J'ai répété l'opération pour vérifier l'ordre de grandeur et globalement ça s'observe facilement.

On voit bien qu'avec un écart de temps court la CPU mesurée "parait" plus élevée. Il n'en est rien de l'activité qui est la même, mais si sur une heure je trace une courbe avec les points du top rapide je serai aux alentours de 87 là où la même courbe avec un rafraîchissement plus faible donnera 50.

Je pense que cela explique l'impression dont parle El_Goretto quand il fait un top.

----------

## El_Goretto

@scherz0: je vais valider l'hypothèse des process trop courts pour être correctement affichés avec atop en mode agrégation. Il me manque une fonctionnalité d'accounting dans la quenelle, du coup ça va retarder mes tests. (c'est dingue si c'est çà, de penser que maintenant les process de compilation kernel sont trop "rapides" pour être mesurés à l'ancienne...)

----------

## scherz0

 *El_Goretto wrote:*   

> @scherz0: je vais valider l'hypothèse des process trop courts pour être correctement affichés avec atop en mode agrégation. Il me manque une fonctionnalité d'accounting dans la quenelle, du coup ça va retarder mes tests. (c'est dingue si c'est çà, de penser que maintenant les process de compilation kernel sont trop "rapides" pour être mesurés à l'ancienne...)

 

Attention, je parlais de top et ses dérivés que tu avais mentionnés dans le message original.
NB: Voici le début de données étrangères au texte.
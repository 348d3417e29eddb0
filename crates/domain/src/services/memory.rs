//! In-memory service implementations for development and testing.
//!
//! Records live in a `Vec` guarded by a mutex. Every call is counted so tests
//! can assert that a rejected form never reached the data layer.

use std::collections::HashMap;
use std::sync::atomic::{AtomicI64, AtomicUsize, Ordering};
use std::sync::Mutex;

use super::{EntityService, OptionProvider, ServiceError};
use crate::forms::{OptionSource, SelectOption};
use crate::listing::matches_query;
use crate::models::Entity;

/// Per-operation call counts.
#[derive(Debug, Default)]
struct CallCounts {
    list: AtomicUsize,
    create: AtomicUsize,
    update: AtomicUsize,
    delete: AtomicUsize,
    search: AtomicUsize,
}

/// Mock entity service backed by a vector.
#[derive(Debug)]
pub struct InMemoryEntityService<E: Entity> {
    records: Mutex<Vec<E>>,
    next_id: AtomicI64,
    calls: CallCounts,
    failure: Mutex<Option<ServiceError>>,
}

impl<E: Entity> Default for InMemoryEntityService<E> {
    fn default() -> Self {
        Self::new(Vec::new())
    }
}

impl<E: Entity> InMemoryEntityService<E> {
    /// Seeds the service. New ids continue after the highest seeded id.
    pub fn new(records: Vec<E>) -> Self {
        let max_id = records.iter().filter_map(|r| r.id()).max().unwrap_or(0);
        Self {
            records: Mutex::new(records),
            next_id: AtomicI64::new(max_id + 1),
            calls: CallCounts::default(),
            failure: Mutex::new(None),
        }
    }

    /// Makes every following call fail with `error`.
    pub fn fail_with(&self, error: ServiceError) {
        if let Ok(mut failure) = self.failure.lock() {
            *failure = Some(error);
        }
    }

    pub fn clear_failure(&self) {
        if let Ok(mut failure) = self.failure.lock() {
            *failure = None;
        }
    }

    pub fn records(&self) -> Vec<E> {
        self.records.lock().map(|r| r.clone()).unwrap_or_default()
    }

    pub fn list_calls(&self) -> usize {
        self.calls.list.load(Ordering::SeqCst)
    }

    pub fn create_calls(&self) -> usize {
        self.calls.create.load(Ordering::SeqCst)
    }

    pub fn update_calls(&self) -> usize {
        self.calls.update.load(Ordering::SeqCst)
    }

    pub fn delete_calls(&self) -> usize {
        self.calls.delete.load(Ordering::SeqCst)
    }

    pub fn search_calls(&self) -> usize {
        self.calls.search.load(Ordering::SeqCst)
    }

    /// Total number of calls of any kind.
    pub fn total_calls(&self) -> usize {
        self.list_calls()
            + self.create_calls()
            + self.update_calls()
            + self.delete_calls()
            + self.search_calls()
    }

    fn check_failure(&self) -> Result<(), ServiceError> {
        match self.failure.lock() {
            Ok(failure) => match failure.as_ref() {
                Some(error) => Err(error.clone()),
                None => Ok(()),
            },
            Err(_) => Err(ServiceError::Network("store lock poisoned".to_string())),
        }
    }

    fn lock(&self) -> Result<std::sync::MutexGuard<'_, Vec<E>>, ServiceError> {
        self.records
            .lock()
            .map_err(|_| ServiceError::Network("store lock poisoned".to_string()))
    }

    fn not_found(id: i64) -> ServiceError {
        ServiceError::Status {
            status: 404,
            message: Some(format!("{} {} not found", E::NAME, id)),
        }
    }
}

#[async_trait::async_trait]
impl<E: Entity> EntityService<E> for InMemoryEntityService<E> {
    async fn list(&self) -> Result<Vec<E>, ServiceError> {
        self.calls.list.fetch_add(1, Ordering::SeqCst);
        self.check_failure()?;
        Ok(self.lock()?.clone())
    }

    async fn create(&self, entity: &E) -> Result<E, ServiceError> {
        self.calls.create.fetch_add(1, Ordering::SeqCst);
        self.check_failure()?;
        let mut created = entity.clone();
        created.set_id(self.next_id.fetch_add(1, Ordering::SeqCst));
        self.lock()?.push(created.clone());
        tracing::debug!(entity = E::NAME, id = ?created.id(), "Mock: created record");
        Ok(created)
    }

    async fn update(&self, id: i64, entity: &E) -> Result<E, ServiceError> {
        self.calls.update.fetch_add(1, Ordering::SeqCst);
        self.check_failure()?;
        let mut records = self.lock()?;
        let slot = records
            .iter_mut()
            .find(|r| r.id() == Some(id))
            .ok_or_else(|| Self::not_found(id))?;
        let mut updated = entity.clone();
        updated.set_id(id);
        *slot = updated.clone();
        Ok(updated)
    }

    async fn delete(&self, id: i64) -> Result<(), ServiceError> {
        self.calls.delete.fetch_add(1, Ordering::SeqCst);
        self.check_failure()?;
        let mut records = self.lock()?;
        let before = records.len();
        records.retain(|r| r.id() != Some(id));
        if records.len() == before {
            return Err(Self::not_found(id));
        }
        Ok(())
    }

    async fn search(&self, query: &str) -> Result<Vec<E>, ServiceError> {
        self.calls.search.fetch_add(1, Ordering::SeqCst);
        self.check_failure()?;
        Ok(self
            .lock()?
            .iter()
            .filter(|r| matches_query(*r, query))
            .cloned()
            .collect())
    }
}

/// Mock option provider with fixed option lists.
#[derive(Debug, Default)]
pub struct InMemoryOptionProvider {
    options: HashMap<OptionSource, Vec<SelectOption>>,
    simulate_failure: bool,
}

impl InMemoryOptionProvider {
    pub fn new() -> Self {
        Self::default()
    }

    /// A provider whose every lookup fails.
    pub fn failing() -> Self {
        Self {
            options: HashMap::new(),
            simulate_failure: true,
        }
    }

    pub fn with(mut self, source: OptionSource, options: Vec<SelectOption>) -> Self {
        self.options.insert(source, options);
        self
    }
}

#[async_trait::async_trait]
impl OptionProvider for InMemoryOptionProvider {
    async fn options(&self, source: OptionSource) -> Result<Vec<SelectOption>, ServiceError> {
        if self.simulate_failure {
            tracing::warn!(source = %source, "Mock option provider simulating failure");
            return Err(ServiceError::Network("Simulated failure".to_string()));
        }
        Ok(self.options.get(&source).cloned().unwrap_or_default())
    }
}

#[cfg(test)]
mod tests {
    use super::*;
    use crate::models::CustomerGroup;

    fn group(id: i64, name: &str) -> CustomerGroup {
        CustomerGroup {
            id: Some(id),
            group_name: name.to_string(),
            ..CustomerGroup::default()
        }
    }

    #[tokio::test]
    async fn test_create_assigns_next_id() {
        let service = InMemoryEntityService::new(vec![group(4, "VIP Customers")]);
        let created = service.create(&group(0, "Fleet A")).await.unwrap();
        assert_eq!(created.id, Some(5));
        assert_eq!(service.list().await.unwrap().len(), 2);
        assert_eq!(service.create_calls(), 1);
        assert_eq!(service.list_calls(), 1);
    }

    #[tokio::test]
    async fn test_update_and_delete() {
        let service = InMemoryEntityService::new(vec![group(1, "A"), group(2, "B")]);
        let updated = service.update(2, &group(2, "B2")).await.unwrap();
        assert_eq!(updated.group_name, "B2");

        service.delete(1).await.unwrap();
        assert_eq!(service.records(), vec![group(2, "B2")]);
        assert!(matches!(
            service.delete(1).await,
            Err(ServiceError::Status { status: 404, .. })
        ));
    }

    #[tokio::test]
    async fn test_search_filters_records() {
        let service = InMemoryEntityService::new(vec![group(1, "North"), group(2, "South")]);
        let found = service.search("nor").await.unwrap();
        assert_eq!(found, vec![group(1, "North")]);
        assert_eq!(service.search("").await.unwrap().len(), 2);
    }

    #[tokio::test]
    async fn test_simulated_failure() {
        let service: InMemoryEntityService<CustomerGroup> = InMemoryEntityService::default();
        service.fail_with(ServiceError::status("boom", 500));
        assert!(service.list().await.is_err());
        service.clear_failure();
        assert!(service.list().await.is_ok());
        assert_eq!(service.total_calls(), 2);
    }

    #[tokio::test]
    async fn test_option_provider() {
        let provider = InMemoryOptionProvider::new().with(
            OptionSource::Customers,
            vec![SelectOption {
                id: 1,
                name: "Acme".to_string(),
            }],
        );
        assert_eq!(provider.options(OptionSource::Customers).await.unwrap().len(), 1);
        assert!(provider.options(OptionSource::Vehicles).await.unwrap().is_empty());
        assert!(InMemoryOptionProvider::failing()
            .options(OptionSource::Customers)
            .await
            .is_err());
    }
}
Ça ne concerne pas atop qui peut exploiter le mécanisme d'accounting, à condition que soit activé dans le noyau (BSD_PROCESS_ACCT=y).

----------

## El_Goretto

 *scherz0 wrote:*   

>  *El_Goretto wrote:*   @scherz0: je vais valider l'hypothèse des process trop courts pour être correctement affichés, avec atop en mode agrégation.  
> 
> Attention, je parlais de top et ses dérivés que tu avais mentionnés dans le message original.
> 
> Ça ne concerne pas atop qui peut exploiter le mécanisme d'accounting

 

Mais on est d'accord, je rajoute la virgule qui manquait ci-dessus  :Smile: 

Donc oui, c'est confirmé par atop, en fait ça compile trop vite en fait... mince, je vieillis...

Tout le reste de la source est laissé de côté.